**Task details**.
Each line that includes the word "Loads" should be copied from the records.

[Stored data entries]
----------------
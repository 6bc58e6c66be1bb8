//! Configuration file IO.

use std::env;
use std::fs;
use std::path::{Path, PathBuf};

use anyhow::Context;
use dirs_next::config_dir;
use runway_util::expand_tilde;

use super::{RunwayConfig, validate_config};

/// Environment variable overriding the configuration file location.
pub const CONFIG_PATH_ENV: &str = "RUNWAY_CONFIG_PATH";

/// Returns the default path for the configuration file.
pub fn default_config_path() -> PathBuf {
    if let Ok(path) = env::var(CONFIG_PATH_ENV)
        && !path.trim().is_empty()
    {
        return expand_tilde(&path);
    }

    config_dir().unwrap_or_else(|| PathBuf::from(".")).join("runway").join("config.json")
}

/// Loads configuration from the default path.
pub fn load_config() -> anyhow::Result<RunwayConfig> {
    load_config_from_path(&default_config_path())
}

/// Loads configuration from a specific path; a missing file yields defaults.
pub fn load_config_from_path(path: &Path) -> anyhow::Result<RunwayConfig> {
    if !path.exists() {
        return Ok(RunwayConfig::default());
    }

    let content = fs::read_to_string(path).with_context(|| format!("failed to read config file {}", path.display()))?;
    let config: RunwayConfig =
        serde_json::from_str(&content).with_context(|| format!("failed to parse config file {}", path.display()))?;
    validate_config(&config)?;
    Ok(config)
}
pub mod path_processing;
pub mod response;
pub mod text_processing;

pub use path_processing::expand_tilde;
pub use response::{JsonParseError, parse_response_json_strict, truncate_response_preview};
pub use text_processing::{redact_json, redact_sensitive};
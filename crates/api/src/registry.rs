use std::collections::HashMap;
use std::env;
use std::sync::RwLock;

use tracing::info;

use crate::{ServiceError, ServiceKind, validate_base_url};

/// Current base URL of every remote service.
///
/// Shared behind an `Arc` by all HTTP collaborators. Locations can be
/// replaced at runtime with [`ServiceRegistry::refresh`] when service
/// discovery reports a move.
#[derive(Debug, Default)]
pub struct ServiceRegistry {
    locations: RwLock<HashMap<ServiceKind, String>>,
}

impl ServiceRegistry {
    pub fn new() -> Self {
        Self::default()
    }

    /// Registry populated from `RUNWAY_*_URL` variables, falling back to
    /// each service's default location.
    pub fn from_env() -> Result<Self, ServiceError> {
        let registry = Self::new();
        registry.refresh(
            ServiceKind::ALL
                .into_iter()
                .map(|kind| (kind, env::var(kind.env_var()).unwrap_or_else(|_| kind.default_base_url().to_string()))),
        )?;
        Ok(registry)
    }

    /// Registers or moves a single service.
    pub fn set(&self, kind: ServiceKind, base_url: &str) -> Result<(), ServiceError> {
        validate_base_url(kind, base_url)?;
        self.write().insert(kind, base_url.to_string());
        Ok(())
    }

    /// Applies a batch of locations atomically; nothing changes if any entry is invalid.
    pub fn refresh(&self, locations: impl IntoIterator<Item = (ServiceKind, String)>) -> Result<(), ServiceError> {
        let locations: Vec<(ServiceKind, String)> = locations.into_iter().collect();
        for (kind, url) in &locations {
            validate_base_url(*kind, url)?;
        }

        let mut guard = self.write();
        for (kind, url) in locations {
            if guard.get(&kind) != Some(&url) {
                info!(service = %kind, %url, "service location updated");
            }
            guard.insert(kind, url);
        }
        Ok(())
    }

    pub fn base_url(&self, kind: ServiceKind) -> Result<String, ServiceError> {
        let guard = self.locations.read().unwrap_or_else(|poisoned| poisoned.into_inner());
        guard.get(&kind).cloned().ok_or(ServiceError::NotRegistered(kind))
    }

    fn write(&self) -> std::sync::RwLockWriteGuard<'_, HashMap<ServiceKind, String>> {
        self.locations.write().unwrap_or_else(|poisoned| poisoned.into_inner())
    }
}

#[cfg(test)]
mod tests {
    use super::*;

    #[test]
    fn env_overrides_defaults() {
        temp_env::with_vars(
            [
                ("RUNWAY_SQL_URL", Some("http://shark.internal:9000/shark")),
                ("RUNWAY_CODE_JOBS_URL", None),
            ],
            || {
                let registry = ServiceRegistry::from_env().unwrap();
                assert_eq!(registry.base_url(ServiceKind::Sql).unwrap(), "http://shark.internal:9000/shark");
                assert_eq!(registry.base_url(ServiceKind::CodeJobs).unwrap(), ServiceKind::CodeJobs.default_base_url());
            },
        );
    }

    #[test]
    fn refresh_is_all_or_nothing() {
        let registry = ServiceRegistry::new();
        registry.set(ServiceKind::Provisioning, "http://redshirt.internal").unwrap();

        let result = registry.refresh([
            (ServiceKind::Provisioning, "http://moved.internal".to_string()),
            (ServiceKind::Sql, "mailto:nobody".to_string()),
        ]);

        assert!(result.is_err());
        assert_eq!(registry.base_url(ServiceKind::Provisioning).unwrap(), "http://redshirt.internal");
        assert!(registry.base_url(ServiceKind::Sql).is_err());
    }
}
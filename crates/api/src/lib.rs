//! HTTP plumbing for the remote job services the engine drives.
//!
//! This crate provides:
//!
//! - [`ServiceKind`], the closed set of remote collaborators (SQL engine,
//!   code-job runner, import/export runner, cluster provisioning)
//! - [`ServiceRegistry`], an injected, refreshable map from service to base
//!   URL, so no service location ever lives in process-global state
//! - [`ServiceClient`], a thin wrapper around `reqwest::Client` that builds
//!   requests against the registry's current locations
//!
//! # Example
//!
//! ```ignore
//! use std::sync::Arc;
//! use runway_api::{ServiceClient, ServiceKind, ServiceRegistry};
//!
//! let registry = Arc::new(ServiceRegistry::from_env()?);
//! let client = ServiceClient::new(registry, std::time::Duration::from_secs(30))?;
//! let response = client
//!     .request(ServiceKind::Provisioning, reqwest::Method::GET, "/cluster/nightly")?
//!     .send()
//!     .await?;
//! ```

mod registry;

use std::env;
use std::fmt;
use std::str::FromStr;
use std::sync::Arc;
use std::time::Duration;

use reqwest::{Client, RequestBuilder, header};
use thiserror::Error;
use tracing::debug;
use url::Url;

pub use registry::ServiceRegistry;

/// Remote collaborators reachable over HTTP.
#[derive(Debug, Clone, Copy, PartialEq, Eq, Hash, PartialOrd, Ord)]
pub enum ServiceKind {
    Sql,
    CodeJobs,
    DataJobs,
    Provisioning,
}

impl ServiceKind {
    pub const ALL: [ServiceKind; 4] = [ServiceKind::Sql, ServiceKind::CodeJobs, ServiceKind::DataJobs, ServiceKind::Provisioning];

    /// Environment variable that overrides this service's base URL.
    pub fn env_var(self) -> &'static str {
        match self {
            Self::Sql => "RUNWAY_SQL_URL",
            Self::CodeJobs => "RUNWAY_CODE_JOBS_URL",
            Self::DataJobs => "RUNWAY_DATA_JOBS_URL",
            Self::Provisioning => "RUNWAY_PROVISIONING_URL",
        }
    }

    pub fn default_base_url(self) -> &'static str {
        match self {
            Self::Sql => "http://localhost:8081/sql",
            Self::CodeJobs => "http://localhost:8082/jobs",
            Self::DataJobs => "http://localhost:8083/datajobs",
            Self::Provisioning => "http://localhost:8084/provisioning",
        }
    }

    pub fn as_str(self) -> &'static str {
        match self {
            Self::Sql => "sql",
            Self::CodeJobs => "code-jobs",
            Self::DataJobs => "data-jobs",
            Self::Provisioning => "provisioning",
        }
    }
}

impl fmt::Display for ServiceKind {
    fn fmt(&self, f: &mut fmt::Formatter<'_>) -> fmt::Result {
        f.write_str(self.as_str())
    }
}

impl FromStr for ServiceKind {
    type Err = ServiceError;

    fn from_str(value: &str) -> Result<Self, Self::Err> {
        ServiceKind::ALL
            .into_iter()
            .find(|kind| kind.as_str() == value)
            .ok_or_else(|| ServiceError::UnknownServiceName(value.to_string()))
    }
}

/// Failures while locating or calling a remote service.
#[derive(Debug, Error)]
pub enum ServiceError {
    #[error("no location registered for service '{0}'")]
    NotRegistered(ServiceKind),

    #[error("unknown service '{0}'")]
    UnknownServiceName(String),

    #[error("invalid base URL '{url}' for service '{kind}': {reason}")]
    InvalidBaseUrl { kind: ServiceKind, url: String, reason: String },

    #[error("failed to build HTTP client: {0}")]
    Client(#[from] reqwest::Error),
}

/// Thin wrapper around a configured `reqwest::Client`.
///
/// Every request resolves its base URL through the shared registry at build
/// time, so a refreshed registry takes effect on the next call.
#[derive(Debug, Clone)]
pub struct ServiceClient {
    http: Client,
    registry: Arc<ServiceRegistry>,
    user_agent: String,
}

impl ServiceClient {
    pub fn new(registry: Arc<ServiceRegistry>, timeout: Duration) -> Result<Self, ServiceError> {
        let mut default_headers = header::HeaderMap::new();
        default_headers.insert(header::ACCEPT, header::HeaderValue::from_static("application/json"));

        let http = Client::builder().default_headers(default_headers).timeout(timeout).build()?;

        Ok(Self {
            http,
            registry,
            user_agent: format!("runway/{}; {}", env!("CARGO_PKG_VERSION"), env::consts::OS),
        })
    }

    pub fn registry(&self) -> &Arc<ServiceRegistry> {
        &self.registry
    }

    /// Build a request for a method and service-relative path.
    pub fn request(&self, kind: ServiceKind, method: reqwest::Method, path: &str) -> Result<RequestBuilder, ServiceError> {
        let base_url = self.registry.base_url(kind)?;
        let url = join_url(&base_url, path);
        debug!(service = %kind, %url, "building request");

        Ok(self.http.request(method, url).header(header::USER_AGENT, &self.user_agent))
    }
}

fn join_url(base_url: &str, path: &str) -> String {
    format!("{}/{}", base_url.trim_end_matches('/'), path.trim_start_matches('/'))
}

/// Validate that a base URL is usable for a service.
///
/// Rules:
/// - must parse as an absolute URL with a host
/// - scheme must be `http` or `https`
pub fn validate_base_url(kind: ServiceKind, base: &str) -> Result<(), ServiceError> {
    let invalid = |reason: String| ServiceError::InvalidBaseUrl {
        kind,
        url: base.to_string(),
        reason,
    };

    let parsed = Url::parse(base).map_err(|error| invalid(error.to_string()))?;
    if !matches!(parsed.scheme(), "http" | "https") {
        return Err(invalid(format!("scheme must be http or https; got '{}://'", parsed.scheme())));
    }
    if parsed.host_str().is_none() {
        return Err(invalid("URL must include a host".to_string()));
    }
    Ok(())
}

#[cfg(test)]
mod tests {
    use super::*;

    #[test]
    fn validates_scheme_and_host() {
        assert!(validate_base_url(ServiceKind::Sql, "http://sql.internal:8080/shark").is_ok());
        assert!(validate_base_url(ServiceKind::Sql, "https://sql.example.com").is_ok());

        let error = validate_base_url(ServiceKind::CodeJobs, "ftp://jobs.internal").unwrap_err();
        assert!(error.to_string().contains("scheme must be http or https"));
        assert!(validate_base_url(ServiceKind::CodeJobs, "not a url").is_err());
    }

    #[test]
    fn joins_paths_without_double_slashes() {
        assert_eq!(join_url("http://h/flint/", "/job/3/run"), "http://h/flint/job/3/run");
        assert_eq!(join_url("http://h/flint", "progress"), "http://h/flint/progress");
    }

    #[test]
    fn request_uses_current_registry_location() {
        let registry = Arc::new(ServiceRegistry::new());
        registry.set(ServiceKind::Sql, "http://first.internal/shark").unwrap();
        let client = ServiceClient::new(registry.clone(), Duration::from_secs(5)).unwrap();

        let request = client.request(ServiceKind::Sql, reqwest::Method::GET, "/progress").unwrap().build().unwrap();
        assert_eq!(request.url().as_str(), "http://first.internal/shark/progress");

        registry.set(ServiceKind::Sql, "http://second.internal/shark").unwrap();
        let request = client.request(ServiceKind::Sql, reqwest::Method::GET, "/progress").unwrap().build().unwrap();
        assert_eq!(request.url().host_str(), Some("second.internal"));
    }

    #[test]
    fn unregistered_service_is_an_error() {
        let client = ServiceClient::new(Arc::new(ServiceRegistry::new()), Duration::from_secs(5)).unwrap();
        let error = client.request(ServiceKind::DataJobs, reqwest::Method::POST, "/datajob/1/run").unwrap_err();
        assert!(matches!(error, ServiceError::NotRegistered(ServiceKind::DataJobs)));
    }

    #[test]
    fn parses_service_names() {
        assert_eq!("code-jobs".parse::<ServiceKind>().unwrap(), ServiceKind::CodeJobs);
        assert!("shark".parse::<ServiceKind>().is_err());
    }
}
----------------
**Task response**.
/// Loads configuration from the default path.
/// Loads configuration from a specific path; a missing file yields defaults.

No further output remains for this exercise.